» **Exercise**: Could you give the entries again, exactly as written?

Data: Begin

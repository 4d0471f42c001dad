//! # Hackathon Judge
//!
//! 一个用 LLM 为黑客马拉松作品打分的 Rust 应用程序
//!
//! ## 架构设计
//!
//! 本系统采用四层架构：
//!
//! ### ① 基础设施层（Infrastructure）
//! - `infrastructure/` - 持有 LLM 客户端，只暴露能力
//! - `Oracle` - 评审 oracle 抽象，`OpenAiOracle` 是基于 async-openai 的实现
//!
//! ### ② 业务能力层（Services）
//! - `services/` - 描述"我能做什么"，只处理单份内容
//! - `chunker` - 内容分块能力
//! - `JudgeService` - 评审能力（提示词 → oracle → 解析 / 兜底）
//! - `combiner` - 分块结果合并能力
//!
//! ### ③ 流程层（Workflow）
//! - `workflow/` - 定义"一份作品"的完整评估流程
//! - `EvaluationFlow` - 流程编排（单次评审 / 分块评审 → 合并 → 截断兜底）
//!
//! ### ④ 编排层（Orchestration）
//! - `orchestrator/batch_processor` - 批量评估处理器，加载请求并写出结果
//!
//! ## 模块结构

pub mod config;
pub mod error;
pub mod infrastructure;

pub mod models;
pub mod orchestrator;
pub mod services;
pub mod utils;
pub mod workflow;

// 重新导出常用类型
pub use config::Config;
pub use error::{AppError, AppResult, EvaluationError};
pub use infrastructure::{OpenAiOracle, Oracle};
pub use models::{Chunk, Criterion, EvaluationRequest, Hackathon, RubricResult, ScoreSource, Submission};
pub use orchestrator::{App, EvaluationRecord};
pub use services::JudgeService;
pub use workflow::{EvaluationFlow, EvaluationPath};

Data: End

» **Answer section**:
repository 4d0471f42c001dad
//! # Hackathon Judge
//!
//! 一个用 LLM 为黑客马拉松作品打分的 Rust 应用程序
//!
//! ## 架构设计
//!
//! 本系统采用四层架构：
//!
//! ### ① 基础设施层（Infrastructure）
//! - `infrastructure/` - 持有 LLM 客户端，只暴露能力
//! - `Oracle` - 评审 oracle 抽象，`OpenAiOracle` 是基于 async-openai 的实现
//!
//! ### ② 业务能力层（Services）
//! - `services/` - 描述"我能做什么"，只处理单份内容
//! - `chunker` - 内容分块能力
//! - `JudgeService` - 评审能力（提示词 → oracle → 解析 / 兜底）
//! - `combiner` - 分块结果合并能力
//!
//! ### ③ 流程层（Workflow）
//! - `workflow/` - 定义"一份作品"的完整评估流程
//! - `EvaluationFlow` - 流程编排（单次评审 / 分块评审 → 合并 → 截断兜底）
//!
//! ### ④ 编排层（Orchestration）
//! - `orchestrator/batch_processor` - 批量评估处理器，加载请求并写出结果
//!
//! ## 模块结构

pub mod config;
pub mod error;
pub mod infrastructure;

pub mod models;
pub mod orchestrator;
pub mod services;
pub mod utils;
pub mod workflow;

// 重新导出常用类型
pub use config::Config;
pub use error::{AppError, AppResult, EvaluationError};
pub use infrastructure::{OpenAiOracle, Oracle};
pub use models::{Chunk, Criterion, EvaluationRequest, Hackathon, RubricResult, ScoreSource, Submission};
pub use orchestrator::{App, EvaluationRecord};
pub use services::JudgeService;
pub use workflow::{EvaluationFlow, EvaluationPath};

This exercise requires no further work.